==== RECORDS SHOWN
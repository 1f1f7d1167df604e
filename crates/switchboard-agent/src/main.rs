//! # switchboard-agent
//!
//! Relay server binary: loads configuration, registers the built-in
//! tools, and runs the HTTP/WebSocket relay until ctrl-c.

#![deny(unsafe_code)]

mod tools;

use anyhow::{Context, Result};
use clap::Parser;
use tracing_subscriber::EnvFilter;

use switchboard_core::tools::ToolRegistry;
use switchboard_server::{RelayServer, ServerConfig};

/// Switchboard relay server.
#[derive(Parser, Debug)]
#[command(name = "switchboard", about = "Realtime console/simulation relay")]
struct Cli {
    /// Host to bind (overrides config and environment).
    #[arg(long)]
    host: Option<String>,

    /// Port to bind.
    #[arg(long)]
    port: Option<u16>,

    /// Upstream model identifier.
    #[arg(long)]
    model: Option<String>,

    /// Log filter (overrides `RUST_LOG`).
    #[arg(long)]
    log: Option<String>,
}

#[tokio::main]
async fn main() -> Result<()> {
    let args = Cli::parse();

    let filter = match &args.log {
        Some(spec) => EnvFilter::new(spec),
        None => EnvFilter::try_from_default_env().unwrap_or_else(|_| EnvFilter::new("info")),
    };
    tracing_subscriber::fmt().with_env_filter(filter).init();

    // The upstream credential is the one fatal startup requirement.
    let api_key =
        std::env::var("OPENAI_API_KEY").context("OPENAI_API_KEY environment variable is not set")?;

    let mut config = ServerConfig::default();
    config.apply_env_overrides();
    if let Some(host) = args.host {
        config.host = host;
    }
    if let Some(port) = args.port {
        config.port = port;
    }
    if let Some(model) = args.model {
        config.upstream.model = model;
    }

    let registry = ToolRegistry::new();
    tools::register_builtin(&registry);
    tracing::info!(tools = registry.len(), "registered built-in tools");

    let server = RelayServer::new(config, api_key, registry);

    let token = server.shutdown().token();
    let _ = tokio::spawn(async move {
        if let Err(e) = tokio::signal::ctrl_c().await {
            tracing::error!(error = %e, "failed to listen for ctrl-c");
            return;
        }
        tracing::info!("shutdown requested");
        token.cancel();
    });

    server.run().await.context("relay server failed")?;
    tracing::info!("shutdown complete");
    Ok(())
}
========
_ASSIGNMENT_
If a line comes after the one containing "let token = server.shutdown().token();", leave it out; set down every line of the data before it, and that line itself, exactly.

_THE ANSWER_
repository 1f1f7d1167df604e
filename crates/switchboard-agent/src/main.rs
//! # switchboard-agent
//!
//! Relay server binary: loads configuration, registers the built-in
//! tools, and runs the HTTP/WebSocket relay until ctrl-c.

#![deny(unsafe_code)]

mod tools;

use anyhow::{Context, Result};
use clap::Parser;
use tracing_subscriber::EnvFilter;

use switchboard_core::tools::ToolRegistry;
use switchboard_server::{RelayServer, ServerConfig};

/// Switchboard relay server.
#[derive(Parser, Debug)]
#[command(name = "switchboard", about = "Realtime console/simulation relay")]
struct Cli {
    /// Host to bind (overrides config and environment).
    #[arg(long)]
    host: Option<String>,

    /// Port to bind.
    #[arg(long)]
    port: Option<u16>,

    /// Upstream model identifier.
    #[arg(long)]
    model: Option<String>,

    /// Log filter (overrides `RUST_LOG`).
    #[arg(long)]
    log: Option<String>,
}

#[tokio::main]
async fn main() -> Result<()> {
    let args = Cli::parse();

    let filter = match &args.log {
        Some(spec) => EnvFilter::new(spec),
        None => EnvFilter::try_from_default_env().unwrap_or_else(|_| EnvFilter::new("info")),
    };
    tracing_subscriber::fmt().with_env_filter(filter).init();

    // The upstream credential is the one fatal startup requirement.
    let api_key =
        std::env::var("OPENAI_API_KEY").context("OPENAI_API_KEY environment variable is not set")?;

    let mut config = ServerConfig::default();
    config.apply_env_overrides();
    if let Some(host) = args.host {
        config.host = host;
    }
    if let Some(port) = args.port {
        config.port = port;
    }
    if let Some(model) = args.model {
        config.upstream.model = model;
    }

    let registry = ToolRegistry::new();
    tools::register_builtin(&registry);
    tracing::info!(tools = registry.len(), "registered built-in tools");

    let server = RelayServer::new(config, api_key, registry);

    let token = server.shutdown().token();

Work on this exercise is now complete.